**Given entries:**
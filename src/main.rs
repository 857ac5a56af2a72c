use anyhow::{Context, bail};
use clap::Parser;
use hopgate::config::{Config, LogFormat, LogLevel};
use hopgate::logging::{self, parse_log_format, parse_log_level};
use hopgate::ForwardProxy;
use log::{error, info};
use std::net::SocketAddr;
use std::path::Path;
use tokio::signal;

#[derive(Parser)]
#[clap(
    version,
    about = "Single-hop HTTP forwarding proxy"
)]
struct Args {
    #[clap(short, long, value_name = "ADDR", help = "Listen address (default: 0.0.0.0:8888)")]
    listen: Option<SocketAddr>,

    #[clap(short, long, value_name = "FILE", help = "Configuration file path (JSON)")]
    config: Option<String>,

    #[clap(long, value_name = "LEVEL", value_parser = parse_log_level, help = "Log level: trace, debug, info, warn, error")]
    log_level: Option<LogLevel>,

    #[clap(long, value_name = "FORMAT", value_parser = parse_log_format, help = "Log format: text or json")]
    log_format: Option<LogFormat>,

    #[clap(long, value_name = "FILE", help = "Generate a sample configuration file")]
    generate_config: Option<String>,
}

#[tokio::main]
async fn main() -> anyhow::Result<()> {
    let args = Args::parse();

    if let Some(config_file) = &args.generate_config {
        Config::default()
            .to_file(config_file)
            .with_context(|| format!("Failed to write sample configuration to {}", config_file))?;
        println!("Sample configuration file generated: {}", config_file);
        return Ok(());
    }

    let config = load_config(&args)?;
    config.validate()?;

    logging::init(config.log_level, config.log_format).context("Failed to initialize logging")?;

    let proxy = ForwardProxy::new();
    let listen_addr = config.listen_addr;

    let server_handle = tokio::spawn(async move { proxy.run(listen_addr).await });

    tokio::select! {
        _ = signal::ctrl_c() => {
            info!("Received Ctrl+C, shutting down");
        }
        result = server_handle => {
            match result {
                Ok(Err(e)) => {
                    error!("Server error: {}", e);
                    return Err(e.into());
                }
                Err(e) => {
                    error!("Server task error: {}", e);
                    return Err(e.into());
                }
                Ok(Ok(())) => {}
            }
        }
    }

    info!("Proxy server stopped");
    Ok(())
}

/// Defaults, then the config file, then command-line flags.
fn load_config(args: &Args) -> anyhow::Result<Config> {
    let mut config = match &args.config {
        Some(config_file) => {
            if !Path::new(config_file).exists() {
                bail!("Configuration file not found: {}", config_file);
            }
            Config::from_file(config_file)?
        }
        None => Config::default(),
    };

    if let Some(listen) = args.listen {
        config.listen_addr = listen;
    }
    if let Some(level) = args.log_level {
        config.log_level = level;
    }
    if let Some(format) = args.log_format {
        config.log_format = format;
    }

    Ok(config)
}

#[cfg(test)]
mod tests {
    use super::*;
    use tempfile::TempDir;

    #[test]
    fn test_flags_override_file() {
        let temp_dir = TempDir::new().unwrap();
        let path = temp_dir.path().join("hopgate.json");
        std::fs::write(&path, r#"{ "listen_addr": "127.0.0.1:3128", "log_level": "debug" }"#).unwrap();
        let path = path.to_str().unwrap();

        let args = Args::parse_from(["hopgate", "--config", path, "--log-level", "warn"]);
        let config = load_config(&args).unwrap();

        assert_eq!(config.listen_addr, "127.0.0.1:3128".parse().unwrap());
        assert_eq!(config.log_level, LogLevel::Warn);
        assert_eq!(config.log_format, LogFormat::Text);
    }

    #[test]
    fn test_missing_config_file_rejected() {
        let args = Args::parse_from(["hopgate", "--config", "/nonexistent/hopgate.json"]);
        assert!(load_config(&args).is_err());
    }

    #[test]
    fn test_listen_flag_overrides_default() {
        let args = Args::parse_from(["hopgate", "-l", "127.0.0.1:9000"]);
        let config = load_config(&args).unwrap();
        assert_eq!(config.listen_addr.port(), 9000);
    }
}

...

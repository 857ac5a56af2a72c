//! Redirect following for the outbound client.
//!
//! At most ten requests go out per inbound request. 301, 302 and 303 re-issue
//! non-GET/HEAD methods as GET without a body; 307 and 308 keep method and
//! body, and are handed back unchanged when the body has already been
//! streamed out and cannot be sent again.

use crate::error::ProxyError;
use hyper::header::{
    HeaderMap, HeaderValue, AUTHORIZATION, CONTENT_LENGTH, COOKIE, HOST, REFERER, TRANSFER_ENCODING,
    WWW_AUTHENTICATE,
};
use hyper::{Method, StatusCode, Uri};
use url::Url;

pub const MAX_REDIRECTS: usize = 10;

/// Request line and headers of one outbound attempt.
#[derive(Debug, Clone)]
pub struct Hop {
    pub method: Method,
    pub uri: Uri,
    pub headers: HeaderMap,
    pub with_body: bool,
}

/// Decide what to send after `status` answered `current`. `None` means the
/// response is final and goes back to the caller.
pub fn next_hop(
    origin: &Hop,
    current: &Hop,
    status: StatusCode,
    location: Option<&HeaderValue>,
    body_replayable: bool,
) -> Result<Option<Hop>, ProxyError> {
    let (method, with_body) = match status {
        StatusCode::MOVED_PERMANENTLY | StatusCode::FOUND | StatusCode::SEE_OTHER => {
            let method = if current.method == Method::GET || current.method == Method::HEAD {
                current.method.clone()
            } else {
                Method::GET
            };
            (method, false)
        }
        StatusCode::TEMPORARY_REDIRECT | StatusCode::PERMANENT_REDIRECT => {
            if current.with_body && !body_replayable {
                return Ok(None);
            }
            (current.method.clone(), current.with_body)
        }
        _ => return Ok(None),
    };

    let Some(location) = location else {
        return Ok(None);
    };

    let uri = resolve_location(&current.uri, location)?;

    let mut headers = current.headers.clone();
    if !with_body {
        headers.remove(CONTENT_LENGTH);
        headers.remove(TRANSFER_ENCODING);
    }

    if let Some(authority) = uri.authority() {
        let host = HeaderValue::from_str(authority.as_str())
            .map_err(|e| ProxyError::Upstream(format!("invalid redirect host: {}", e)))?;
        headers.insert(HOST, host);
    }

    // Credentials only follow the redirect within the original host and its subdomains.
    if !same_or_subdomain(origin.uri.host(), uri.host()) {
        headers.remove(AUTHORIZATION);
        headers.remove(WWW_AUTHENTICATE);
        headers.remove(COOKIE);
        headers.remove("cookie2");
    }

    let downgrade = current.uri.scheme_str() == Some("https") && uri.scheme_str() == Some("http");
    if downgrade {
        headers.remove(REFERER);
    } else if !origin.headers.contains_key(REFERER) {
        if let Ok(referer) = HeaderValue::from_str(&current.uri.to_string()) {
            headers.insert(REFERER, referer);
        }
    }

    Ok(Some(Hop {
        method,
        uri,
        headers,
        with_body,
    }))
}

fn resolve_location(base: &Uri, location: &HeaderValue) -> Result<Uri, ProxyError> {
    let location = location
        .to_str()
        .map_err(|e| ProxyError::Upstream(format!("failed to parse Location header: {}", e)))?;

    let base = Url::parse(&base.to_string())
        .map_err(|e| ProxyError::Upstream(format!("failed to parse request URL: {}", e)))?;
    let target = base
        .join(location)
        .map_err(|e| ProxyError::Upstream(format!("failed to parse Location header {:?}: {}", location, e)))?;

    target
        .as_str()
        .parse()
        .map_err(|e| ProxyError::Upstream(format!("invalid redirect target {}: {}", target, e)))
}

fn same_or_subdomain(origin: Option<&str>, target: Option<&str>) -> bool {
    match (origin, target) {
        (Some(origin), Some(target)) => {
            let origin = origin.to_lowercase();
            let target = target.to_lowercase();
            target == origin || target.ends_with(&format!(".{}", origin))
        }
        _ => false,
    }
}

**Exercise prompt:** Given the data above, transcribe exactly the lines from the one containing "headers.remove(AUTHORIZATION);" down to the one containing "let target = target.to_lowercase();", and no others.

**Answer for the task:**
        headers.remove(AUTHORIZATION);
        headers.remove(WWW_AUTHENTICATE);
        headers.remove(COOKIE);
        headers.remove("cookie2");
    }

    let downgrade = current.uri.scheme_str() == Some("https") && uri.scheme_str() == Some("http");
    if downgrade {
        headers.remove(REFERER);
    } else if !origin.headers.contains_key(REFERER) {
        if let Ok(referer) = HeaderValue::from_str(&current.uri.to_string()) {
            headers.insert(REFERER, referer);
        }
    }

    Ok(Some(Hop {
        method,
        uri,
        headers,
        with_body,
    }))
}

fn resolve_location(base: &Uri, location: &HeaderValue) -> Result<Uri, ProxyError> {
    let location = location
        .to_str()
        .map_err(|e| ProxyError::Upstream(format!("failed to parse Location header: {}", e)))?;

    let base = Url::parse(&base.to_string())
        .map_err(|e| ProxyError::Upstream(format!("failed to parse request URL: {}", e)))?;
    let target = base
        .join(location)
        .map_err(|e| ProxyError::Upstream(format!("failed to parse Location header {:?}: {}", location, e)))?;

    target
        .as_str()
        .parse()
        .map_err(|e| ProxyError::Upstream(format!("invalid redirect target {}: {}", target, e)))
}

fn same_or_subdomain(origin: Option<&str>, target: Option<&str>) -> bool {
    match (origin, target) {
        (Some(origin), Some(target)) => {
            let origin = origin.to_lowercase();
            let target = target.to_lowercase();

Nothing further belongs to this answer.